Industry groups still sued OSHA over the final rule, with some claiming input had not been acted on. But with the standard eventually upheld by a federal appeals court, an ENR editorial that urged firms to comply had the right idea in noting industry’s long “resourcefulness and resilience in safety standard compliance.”

According to OSHA estimates, the silica standard has saved up to 560 lives per year and prevented up to 1,080 silicosis conditions in the construction sector alone.

President Biden and Labor Secretary Marty Walsh could apply lessons from that effort, even in the more dire and contentious workplace risk environment that COVID-19 has created now.

That the pandemic has clearly altered construction work in such an unprecedented and consequential way is all the more reason why Secretary Walsh and his Labor Dept. team must reach out to industry to craft a rule to boost vaccination rates that is both enforceable—and realistic.

There will be lots of negotiating required, of course, but this is something at which we know that Mr. Walsh—as a former union craft worker, building trades official and city mayor in Boston—is an expert. 

The outreach is critical to avoid a repeat of OSHA’s early step, taken just three months after the new administration came into office, when the agency actually discouraged COVID-19 vaccination by counting adverse vaccine effects as recordable safety incidents.
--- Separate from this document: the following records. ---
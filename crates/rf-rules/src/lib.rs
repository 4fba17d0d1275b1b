//! Condition/action rule engine for record filtering.
//!
//! Records read from an input file are run through every configured
//! [`Action`] that applies to that file. Each action tests its
//! [`Condition`]s and forwards the record to its own output:
//!
//! - `group` actions forward records that meet every condition
//! - `remove` actions forward records that fail at least one
//!
//! The [`ActionProcessor`] owns the actions, switches their outputs when a
//! new input file starts, and disposes them on shutdown.
//!
//! # Crate Dependencies
//!
//! ```text
//! rf-cli ──► rf-service ──► rf-rules ──► rf-core
//! ```
//!
//! # Example
//!
//! ```
//! use rf_core::{ActionConfig, ActionKind, ConditionConfig, InputName, Record, RecordSink};
//! use rf_rules::{ActionProcessor, MemorySink, RuleError};
//!
//! let mut config = ActionConfig::new(ActionKind::Remove);
//! config.conditions.push(ConditionConfig::IsDuplicate { field: "Id".to_owned() });
//!
//! let unique = MemorySink::new();
//! let handle = unique.clone();
//! let mut processor = ActionProcessor::new(&[config], move |_| {
//!     Ok::<_, RuleError>(Box::new(handle.clone()) as Box<dyn RecordSink>)
//! })?;
//!
//! processor.change_output(&InputName::parse("in/acme_orders_1.csv", "csv").unwrap());
//! for id in ["1", "2", "1"] {
//!     processor.process(&Record::from_pairs([("Id", id)]));
//! }
//!
//! assert_eq!(unique.records().len(), 2);
//! # Ok::<(), RuleError>(())
//! ```

#![deny(clippy::all)]
#![warn(missing_docs)]

pub mod action;
pub mod condition;
pub mod error;
pub mod memory;
pub mod processor;
pub mod stats;

pub use action::{Action, Applicability};
pub use condition::{Condition, DuplicateDetector};
pub use error::RuleError;
pub use memory::MemorySink;
pub use processor::ActionProcessor;
pub use stats::{ProcessStats, StatsSnapshot};
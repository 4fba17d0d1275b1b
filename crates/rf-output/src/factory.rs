//! Creates one writer per configured action.

use camino::{Utf8Path, Utf8PathBuf};
use rf_core::{ActionConfig, Config, OutputConfig, RecordSink};

use crate::error::WriteError;
use crate::writer::BufferedWriter;

/// Builds [`BufferedWriter`]s that share an output folder and settings.
///
/// # Examples
///
/// ```no_run
/// use rf_core::{ActionConfig, ActionKind, OutputConfig};
/// use rf_output::WriterFactory;
///
/// # async fn example() -> Result<(), rf_output::WriteError> {
/// let factory = WriterFactory::new("/data/out", OutputConfig::default());
/// let sink = factory.create_sink(&ActionConfig::new(ActionKind::Group))?;
/// # Ok(())
/// # }
/// ```
#[derive(Debug, Clone)]
pub struct WriterFactory {
    output_folder: Utf8PathBuf,
    config: OutputConfig,
}

impl WriterFactory {
    /// Creates a factory writing into `output_folder`.
    pub fn new(output_folder: impl Into<Utf8PathBuf>, config: OutputConfig) -> Self {
        Self {
            output_folder: output_folder.into(),
            config,
        }
    }

    /// Uses the output folder and writer settings of `config`.
    #[must_use]
    pub fn from_config(config: &Config) -> Self {
        Self::new(config.output_folder.clone(), config.output)
    }

    /// The folder new writers write into.
    #[inline]
    #[must_use]
    pub fn output_folder(&self) -> &Utf8Path {
        &self.output_folder
    }

    /// Creates a writer for `group`.
    ///
    /// # Errors
    ///
    /// See [`BufferedWriter::new`].
    pub fn create(&self, group: &str) -> Result<BufferedWriter, WriteError> {
        BufferedWriter::new(self.output_folder.clone(), group, &self.config)
    }

    /// Creates the writer for `action`, boxed as a [`RecordSink`].
    ///
    /// # Errors
    ///
    /// See [`BufferedWriter::new`].
    pub fn create_sink(&self, action: &ActionConfig) -> Result<Box<dyn RecordSink>, WriteError> {
        Ok(Box::new(self.create(&action.group_name)?))
    }
}
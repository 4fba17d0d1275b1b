//! Domain types shared across the record-filter workspace.
//!
//! - [`record`] - Headers and delimited records
//! - [`input`] - Input file names and the metadata encoded in them
//!
//! All public types are re-exported at the crate root:
//!
//! ```
//! use rf_core::{Header, InputName, Record};
//! ```

mod input;
mod record;

pub use input::{InputName, NAME_SEPARATOR};
pub use record::{FIELD_DELIMITER, Header, Record};
//! Core types, errors, and configuration for the record-filter service.
//!
//! This crate provides the foundational types used across the workspace:
//!
//! - [`Record`] and [`Header`] for delimited input rows
//! - [`InputName`] for the `<customer>_<recordtype>_<date>` file convention
//! - [`Config`] and its sections, loaded from JSON
//! - [`RecordSink`], the seam between rules and writers
//! - Error types and `FxHashMap`/`FxHashSet` aliases

#![deny(clippy::all)]
#![warn(missing_docs)]

pub mod config;
pub mod error;
pub mod hash;
pub mod sink;
pub mod types;

pub use config::{
    ActionConfig, ActionKind, ConditionConfig, Config, DEFAULT_GROUP_NAME, OutputConfig,
    ReaderConfig, WatchConfig, split_list,
};
pub use error::{ConfigError, RecordError};
pub use hash::{FxHashMap, FxHashSet, fx_hash_map, fx_hash_map_with_capacity, fx_hash_set};
pub use sink::RecordSink;
pub use types::{FIELD_DELIMITER, Header, InputName, NAME_SEPARATOR, Record};
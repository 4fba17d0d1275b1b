//! Error types for the rf-watcher crate.
//!
//! This module provides the [`WatchError`] type for errors that can occur
//! while crawling and watching the input directory.

use camino::Utf8PathBuf;

/// Errors that can occur while crawling and watching the input directory.
///
/// # Error Recovery Strategy
///
/// - **Notify errors** ([`WatchError::Notify`]): Fatal - the watcher cannot run
/// - **I/O errors** ([`WatchError::Io`]): Fatal - the directory cannot be resolved
/// - **Channel closed** ([`WatchError::ChannelClosed`]): Fatal - the debounce loop is gone
/// - **Non-UTF-8 path** ([`WatchError::NonUtf8Path`]): Recoverable - the entry is skipped
///
/// # Examples
///
/// ```
/// use rf_watcher::WatchError;
///
/// fn handle_error(err: &WatchError) {
///     if err.is_recoverable() {
///         eprintln!("skipping: {err}");
///     } else {
///         eprintln!("crawler stopped: {err}");
///     }
/// }
/// ```
#[derive(Debug, thiserror::Error)]
pub enum WatchError {
    /// Failed to initialize or operate the notify watcher.
    #[error("notify watcher error: {0}")]
    Notify(#[from] notify::Error),

    /// An I/O error occurred while resolving or listing the directory.
    #[error("I/O error on '{path}': {source}")]
    Io {
        /// The path involved.
        path: Utf8PathBuf,
        /// The underlying error.
        #[source]
        source: std::io::Error,
    },

    /// A path is not valid UTF-8.
    #[error("path is not valid UTF-8: {}", _0.display())]
    NonUtf8Path(std::path::PathBuf),

    /// The debounce loop stopped unexpectedly.
    #[error("crawler loop stopped unexpectedly")]
    ChannelClosed,
}

impl WatchError {
    /// Creates a new [`WatchError::Io`] error.
    #[inline]
    pub fn io(path: impl Into<Utf8PathBuf>, source: std::io::Error) -> Self {
        Self::Io {
            path: path.into(),
            source,
        }
    }

    /// Creates a new [`WatchError::NonUtf8Path`] error.
    #[inline]
    pub fn non_utf8_path(path: impl Into<std::path::PathBuf>) -> Self {
        Self::NonUtf8Path(path.into())
    }

    /// Returns `true` if crawling can continue after this error.
    #[inline]
    #[must_use]
    pub const fn is_recoverable(&self) -> bool {
        matches!(self, Self::NonUtf8Path(_))
    }

    /// Returns `true` if this error is fatal (crawling should stop).
    #[inline]
    #[must_use]
    pub const fn is_fatal(&self) -> bool {
        !self.is_recoverable()
    }

    /// Returns the directory path associated with this error, if any.
    #[must_use]
    pub fn path(&self) -> Option<&Utf8PathBuf> {
        match self {
            Self::Io { path, .. } => Some(path),
            Self::Notify(_) | Self::ChannelClosed | Self::NonUtf8Path(_) => None,
        }
    }
}
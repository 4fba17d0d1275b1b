//! Input file names following the `<customer>_<recordtype>_<date>.<ext>`
//! convention.

use std::fmt;

use camino::{Utf8Path, Utf8PathBuf};
use serde::{Deserialize, Serialize};

/// Separator between the parts of an input file stem.
pub const NAME_SEPARATOR: char = '_';

/// A pending input file together with the metadata encoded in its name.
///
/// # Examples
///
/// ```
/// use rf_core::InputName;
///
/// let input = InputName::parse("/in/acme_people_20240101.csv", "csv").unwrap();
/// assert_eq!(input.customer(), "acme");
/// assert_eq!(input.record_type(), "people");
/// assert_eq!(input.date(), "20240101");
///
/// assert!(InputName::parse("/in/readme.txt", "csv").is_none());
/// ```
#[derive(Debug, Clone, PartialEq, Eq, Hash, Serialize, Deserialize)]
pub struct InputName {
    path: Utf8PathBuf,
    customer: String,
    record_type: String,
    date: String,
}

impl InputName {
    /// Parses `path` if its file name follows the input naming convention.
    ///
    /// The extension is compared case-insensitively. Empty `_`-separated
    /// parts are ignored, and exactly three parts must remain.
    #[must_use]
    pub fn parse(path: impl Into<Utf8PathBuf>, extension: &str) -> Option<Self> {
        let path = path.into();
        let (customer, record_type, date) = Self::split_name(&path, extension)?;
        Some(Self {
            customer: customer.to_owned(),
            record_type: record_type.to_owned(),
            date: date.to_owned(),
            path,
        })
    }

    /// Returns `true` if `path` follows the naming convention.
    #[must_use]
    pub fn matches(path: &Utf8Path, extension: &str) -> bool {
        Self::split_name(path, extension).is_some()
    }

    fn split_name<'a>(path: &'a Utf8Path, extension: &str) -> Option<(&'a str, &'a str, &'a str)> {
        let ext = path.extension()?;
        if !ext.eq_ignore_ascii_case(extension.trim_start_matches('.')) {
            return None;
        }

        let mut parts = path
            .file_stem()?
            .split(NAME_SEPARATOR)
            .filter(|part| !part.is_empty());
        let customer = parts.next()?;
        let record_type = parts.next()?;
        let date = parts.next()?;
        if parts.next().is_some() {
            return None;
        }
        Some((customer, record_type, date))
    }

    /// Full path of the input file.
    #[inline]
    #[must_use]
    pub fn path(&self) -> &Utf8Path {
        &self.path
    }

    /// Customer part of the name.
    #[inline]
    #[must_use]
    pub fn customer(&self) -> &str {
        &self.customer
    }

    /// Record type part of the name.
    #[inline]
    #[must_use]
    pub fn record_type(&self) -> &str {
        &self.record_type
    }

    /// Date part of the name, as written.
    #[inline]
    #[must_use]
    pub fn date(&self) -> &str {
        &self.date
    }

    /// File name without its extension.
    #[must_use]
    pub fn stem(&self) -> &str {
        self.path.file_stem().unwrap_or_default()
    }

    /// Extension as written in the file name.
    #[must_use]
    pub fn extension(&self) -> &str {
        self.path.extension().unwrap_or_default()
    }

    /// File name including the extension.
    #[must_use]
    pub fn file_name(&self) -> &str {
        self.path.file_name().unwrap_or_default()
    }
}

impl fmt::Display for InputName {
    fn fmt(&self, f: &mut fmt::Formatter<'_>) -> fmt::Result {
        write!(f, "{}", self.path)
    }
}
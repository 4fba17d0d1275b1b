//! The record-filter service: crawler, reader, rule engine and writers
//! wired together.
//!
//! - [`run`] watches the input folder until a shutdown future resolves
//! - [`run_once`] processes the files present now and returns
//! - [`check`] validates a configuration without touching the disk
//! - [`Worker`] is the processing loop shared by both run modes
//!
//! # Crate Dependencies
//!
//! ```text
//! rf-cli ──► rf-service ──► rf-watcher
//!                      ├──► rf-reader
//!                      ├──► rf-rules
//!                      └──► rf-output ──► rf-core
//! ```

#![deny(clippy::all)]
#![warn(missing_docs)]

pub mod service;
pub mod worker;

pub use service::{build_processor, check, run, run_once};
pub use worker::{FileReport, Worker};
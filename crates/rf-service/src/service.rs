//! Wiring: configuration in, a running crawler/worker pipeline out.

use std::future::Future;

use anyhow::Context as _;
use rf_core::{Config, RecordSink};
use rf_output::WriterFactory;
use rf_rules::{ActionProcessor, MemorySink, RuleError, StatsSnapshot};
use rf_watcher::{Crawler, PendingQueue, scan_inputs};

use crate::worker::Worker;

/// Builds the rule engine with one [`BufferedWriter`](rf_output::BufferedWriter)
/// per configured action.
///
/// Must be called within a Tokio runtime when output buffering is enabled.
///
/// # Errors
///
/// Fails if a condition is invalid or an output directory cannot be created.
pub fn build_processor(config: &Config) -> anyhow::Result<ActionProcessor> {
    let factory = WriterFactory::from_config(config);
    ActionProcessor::new(&config.actions, |action| factory.create_sink(action))
        .with_context(|| format!("failed to configure actions for {}", factory.output_folder()))
}

/// Validates the configuration and builds its actions against in-memory
/// outputs, touching nothing on disk.
///
/// # Errors
///
/// Fails if the configuration or any condition is invalid.
pub fn check(config: &Config) -> anyhow::Result<ActionProcessor> {
    config.validate().context("invalid configuration")?;
    let processor = ActionProcessor::new(&config.actions, |_| {
        Ok::<_, RuleError>(Box::new(MemorySink::new()) as Box<dyn RecordSink>)
    })?;
    Ok(processor)
}

/// Watches the input folder and processes files until `shutdown` resolves.
///
/// Files already present are processed first, in file name order. On
/// shutdown the crawler stops, the file in progress is finished, and every
/// output is flushed before this returns.
///
/// # Errors
///
/// Fails on invalid configuration, on output directory errors, or if the
/// crawler cannot start.
pub async fn run<S>(config: Config, shutdown: S) -> anyhow::Result<StatsSnapshot>
where
    S: Future<Output = ()>,
{
    config.validate().context("invalid configuration")?;
    let processor = build_processor(&config)?;

    let (mut crawler, notices) = Crawler::new(config.input_folder.clone(), &config.watch);
    let worker = Worker::new(processor, crawler.queue(), config.reader);
    crawler
        .start()
        .await
        .with_context(|| format!("failed to watch {}", config.input_folder))?;

    tracing::info!(
        input = %config.input_folder,
        output = %config.output_folder,
        actions = config.actions.len(),
        "Service started"
    );

    let worker_task = tokio::task::spawn_blocking(move || worker.run_blocking(notices));

    shutdown.await;
    tracing::info!("Shutdown requested");
    crawler.shutdown().await;

    let snapshot = worker_task.await.context("worker thread panicked")?;
    tracing::info!("Service stopped");
    Ok(snapshot)
}

/// Processes the input files present now, then returns.
///
/// # Errors
///
/// Fails on invalid configuration, on output directory errors, or if the
/// input folder cannot be listed.
pub async fn run_once(config: Config) -> anyhow::Result<StatsSnapshot> {
    config.validate().context("invalid configuration")?;
    let processor = build_processor(&config)?;

    let queue = PendingQueue::new();
    for input in scan_inputs(&config.input_folder, &config.watch.extension)? {
        queue.push_unique(input);
    }
    tracing::info!(
        input = %config.input_folder,
        files = queue.len(),
        "Processing present files"
    );

    let mut worker = Worker::new(processor, queue, config.reader);
    let snapshot = tokio::task::spawn_blocking(move || {
        worker.drain();
        worker.finish()
    })
    .await
    .context("worker thread panicked")?;
    Ok(snapshot)
}

#[cfg(test)]
mod tests {
    use super::*;
    use camino::Utf8PathBuf;
    use rf_core::{ActionConfig, ActionKind, ConditionConfig};
    use std::fs;
    use tempfile::TempDir;

    fn config(root: &TempDir) -> Config {
        let root = Utf8PathBuf::from_path_buf(root.path().to_path_buf()).unwrap();
        let input = root.join("in");
        fs::create_dir_all(&input).unwrap();

        let mut action = ActionConfig::new(ActionKind::Group);
        action.group_name = "Adults".to_owned();
        action.conditions.push(ConditionConfig::IsInRange {
            field: "Age".to_owned(),
            range_start: 18,
            range_end: 100,
        });

        Config {
            input_folder: input,
            output_folder: root.join("out"),
            actions: vec![action],
            ..Config::default()
        }
    }

    #[test]
    fn test_check_builds_without_touching_disk() {
        let root = TempDir::new().unwrap();
        let config = config(&root);
        let processor = check(&config).unwrap();
        assert_eq!(processor.actions().len(), 1);
        assert!(!config.output_folder.exists());
    }

    #[test]
    fn test_check_rejects_invalid_condition() {
        let root = TempDir::new().unwrap();
        let mut config = config(&root);
        config.actions[0].conditions.push(ConditionConfig::IsAllowed {
            field: String::new(),
            value: "x".to_owned(),
        });
        assert!(check(&config).is_err());
    }

    #[tokio::test]
    async fn test_run_once_processes_present_files() {
        let root = TempDir::new().unwrap();
        let config = config(&root);
        fs::write(
            config.input_folder.join("acme_people_20240101.csv"),
            "FirstName,Age\nJohn,32\nJane,12\n",
        )
        .unwrap();
        fs::write(config.input_folder.join("readme.txt"), "ignored").unwrap();

        let snapshot = run_once(config.clone()).await.unwrap();
        assert_eq!(snapshot.files_started, 1);
        assert_eq!(snapshot.records_evaluated, 2);

        let output = config.output_folder.join("acme_people_20240101_groupAdults.csv");
        assert_eq!(fs::read_to_string(output).unwrap(), "FirstName,Age\nJohn,32\n");
    }
}
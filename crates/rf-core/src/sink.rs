//! The output seam between the rule engine and the writers.

use crate::types::{InputName, Record};

/// A destination for the records an action forwards.
///
/// Implementations buffer and persist records in whatever way suits them;
/// the rule engine only announces which input file is being processed and
/// hands over records in order. Failures while persisting are reported by
/// the implementation itself (logged), never to the caller.
///
/// # Examples
///
/// ```
/// use rf_core::{InputName, Record, RecordSink};
///
/// #[derive(Default)]
/// struct Collect(Vec<String>);
///
/// impl RecordSink for Collect {
///     fn change_destination(&mut self, _input: &InputName) {}
///     fn add_record(&mut self, record: Record) {
///         self.0.push(record.to_csv_line());
///     }
///     fn dispose(&mut self) {}
/// }
///
/// let mut sink = Collect::default();
/// sink.add_record(Record::from_pairs([("A", "1")]));
/// assert_eq!(sink.0, ["1"]);
/// ```
pub trait RecordSink: Send {
    /// Switches to the destination derived from `input`.
    ///
    /// Records buffered for the previous destination are written there
    /// first.
    fn change_destination(&mut self, input: &InputName);

    /// Queues a record for the current destination.
    fn add_record(&mut self, record: Record);

    /// Writes everything still buffered and releases the destination.
    fn dispose(&mut self);
}

impl<S: RecordSink + ?Sized> RecordSink for Box<S> {
    fn change_destination(&mut self, input: &InputName) {
        (**self).change_destination(input);
    }

    fn add_record(&mut self, record: Record) {
        (**self).add_record(record);
    }

    fn dispose(&mut self) {
        (**self).dispose();
    }
}
//! Timer-flushed writer for one action's output files.
//!
//! A [`BufferedWriter`] queues records in memory and a Tokio interval task
//! owned by the writer drains the queue to disk, one batched write per
//! tick. The output file follows the input file being processed: changing
//! the destination starts a fresh file (`<stem>_group<group>.<ext>` in the
//! output folder) whose first line is the record header.
//!
//! # Examples
//!
//! ```no_run
//! use rf_core::{InputName, OutputConfig, Record};
//! use rf_output::BufferedWriter;
//!
//! # async fn example() -> Result<(), rf_output::WriteError> {
//! let mut writer = BufferedWriter::new("/data/out", "Adults", &OutputConfig::default())?;
//! let input = InputName::parse("/data/in/acme_people_20240101.csv", "csv").unwrap();
//!
//! writer.change_output_destination(&input);
//! writer.add_record(Record::from_lines("FirstName,Age", "John,32").unwrap());
//! writer.dispose();
//! # Ok(())
//! # }
//! ```

use std::collections::VecDeque;
use std::fs::OpenOptions;
use std::io::{self, Write as _};
use std::sync::Arc;
use std::time::Duration;

use camino::{Utf8Path, Utf8PathBuf};
use parking_lot::Mutex;
use rf_core::{InputName, OutputConfig, Record, RecordSink};
use tokio::runtime::Handle;
use tokio::sync::oneshot;
use tokio::task::JoinHandle;
use tokio::time::MissedTickBehavior;

use crate::error::WriteError;

/// Line terminator for output files.
const LINE_ENDING: &str = "\n";

/// Shortest ticker period accepted.
const MIN_FLUSH_INTERVAL: Duration = Duration::from_millis(1);

/// Output file for `input` in `container`: `<stem>_group<group>.<ext>`.
///
/// # Examples
///
/// ```
/// use camino::Utf8Path;
/// use rf_core::InputName;
/// use rf_output::output_path;
///
/// let input = InputName::parse("in/acme_people_20240101.csv", "csv").unwrap();
/// let path = output_path(Utf8Path::new("out"), &input, "Adults");
/// assert_eq!(path.as_str(), "out/acme_people_20240101_groupAdults.csv");
/// ```
#[must_use]
pub fn output_path(container: &Utf8Path, input: &InputName, group: &str) -> Utf8PathBuf {
    container.join(format!(
        "{}_group{}.{}",
        input.stem(),
        group,
        input.extension()
    ))
}

/// Where records currently go.
#[derive(Debug)]
struct Destination {
    container: Utf8PathBuf,
    group: String,
    path: Option<Utf8PathBuf>,
    /// The next flush truncates (or creates) the file.
    changed: bool,
    /// The next records written must be preceded by the header line.
    needs_header: bool,
}

/// State shared between the writer and its ticker.
///
/// Lock order: `destination` before `queue`.
#[derive(Debug)]
struct Shared {
    queue: Mutex<VecDeque<Record>>,
    destination: Mutex<Destination>,
}
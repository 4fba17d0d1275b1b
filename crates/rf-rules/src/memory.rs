//! An in-memory [`RecordSink`].

use std::sync::Arc;

use camino::Utf8PathBuf;
use parking_lot::Mutex;
use rf_core::{InputName, Record, RecordSink};

#[derive(Debug, Default)]
struct State {
    destinations: Vec<InputName>,
    records: Vec<(Option<Utf8PathBuf>, Record)>,
    disposed: bool,
}

/// Collects forwarded records in memory.
///
/// Clones share the same storage, so a clone kept by the caller observes
/// everything the processor hands to the boxed original. Used for dry runs
/// and tests.
///
/// # Examples
///
/// ```
/// use rf_core::{InputName, Record, RecordSink};
/// use rf_rules::MemorySink;
///
/// let sink = MemorySink::new();
/// let mut boxed: Box<dyn RecordSink> = Box::new(sink.clone());
///
/// let input = InputName::parse("in/acme_people_1.csv", "csv").unwrap();
/// boxed.change_destination(&input);
/// boxed.add_record(Record::from_pairs([("A", "1")]));
///
/// assert_eq!(sink.records_for("acme_people_1.csv").len(), 1);
/// ```
#[derive(Debug, Clone, Default)]
pub struct MemorySink {
    state: Arc<Mutex<State>>,
}

impl MemorySink {
    /// Creates an empty sink.
    #[must_use]
    pub fn new() -> Self {
        Self::default()
    }

    /// Every record received, in order.
    #[must_use]
    pub fn records(&self) -> Vec<Record> {
        self.state
            .lock()
            .records
            .iter()
            .map(|(_, record)| record.clone())
            .collect()
    }

    /// Records received while `file_name` was the destination's input.
    #[must_use]
    pub fn records_for(&self, file_name: &str) -> Vec<Record> {
        self.state
            .lock()
            .records
            .iter()
            .filter(|(input, _)| input.as_ref().and_then(|p| p.file_name()) == Some(file_name))
            .map(|(_, record)| record.clone())
            .collect()
    }

    /// Every destination change, in order.
    #[must_use]
    pub fn destinations(&self) -> Vec<InputName> {
        self.state.lock().destinations.clone()
    }

    /// Returns `true` once [`dispose`](RecordSink::dispose) was called.
    #[must_use]
    pub fn is_disposed(&self) -> bool {
        self.state.lock().disposed
    }
}

impl RecordSink for MemorySink {
    fn change_destination(&mut self, input: &InputName) {
        self.state.lock().destinations.push(input.clone());
    }

    fn add_record(&mut self, record: Record) {
        let mut state = self.state.lock();
        let current = state
            .destinations
            .last()
            .map(|input| input.path().to_owned());
        state.records.push((current, record));
    }

    fn dispose(&mut self) {
        self.state.lock().disposed = true;
    }
}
Contractors were quick to point out how badly that would affect their workforces.

With OSHA’s rulemaking now underway that is designed to allow more meaningful stakeholder input, employers can provide the agency with critical detail on their commitment to vaccination, while also illustrating construction’s unique compliance environment to avoid another one-size-fits-all regulation that courts could again reject.

The high court ruled that the “occupational” in OSHA’s title must actually address workplaces and employees and the needs of construction, such as for work performed mostly outside, which are far different than jobs performed by doctors and nurses in a hospital or by truckers working alone in their cabs.

Industry-specific materials such as “Guidelines for Construction,” a document developed by contractor Clayco with input from local public health authorities and the Federal Centers for Disease Control and Prevention, could have boosted OSHA vaccination and other virus compliance rules to insure construction continued to work safely.

What’s safe for craft workers doing a deep mat concrete pour isn’t the same as what’s safe for doctors treating COVID-19 patients in the emergency room.

Developing rules that show knowledge of industry specifics will allow OSHA to create effective safety regulations that would do more than broad-scale edicts to convince skeptical construction sector employees why vaccination is in their own best interest.

In crafting the proposed rule, we urge Secretary Walsh to show leadership by insuring his team responds to COVID-19’s continuing impacts by seeking input from construction sector CEOs, industry workers and other professionals who have learned to live and work with this pandemic for the last two years.

We understand the urgency to prevent further pandemic consequences, and the pressure the administration is under to create the right vaccine rule in a shorter time frame than the customary years-long process. But to be effective and taken seriously, any vaccine requirements set to become permanent must be industry-specific.

We know Secretary Walsh has the experience, drive and perseverance to make OSHA’s vaccine regulation as successful as the silica rule. Certainly, he can contact his predecessor now with any questions on how to make this process work.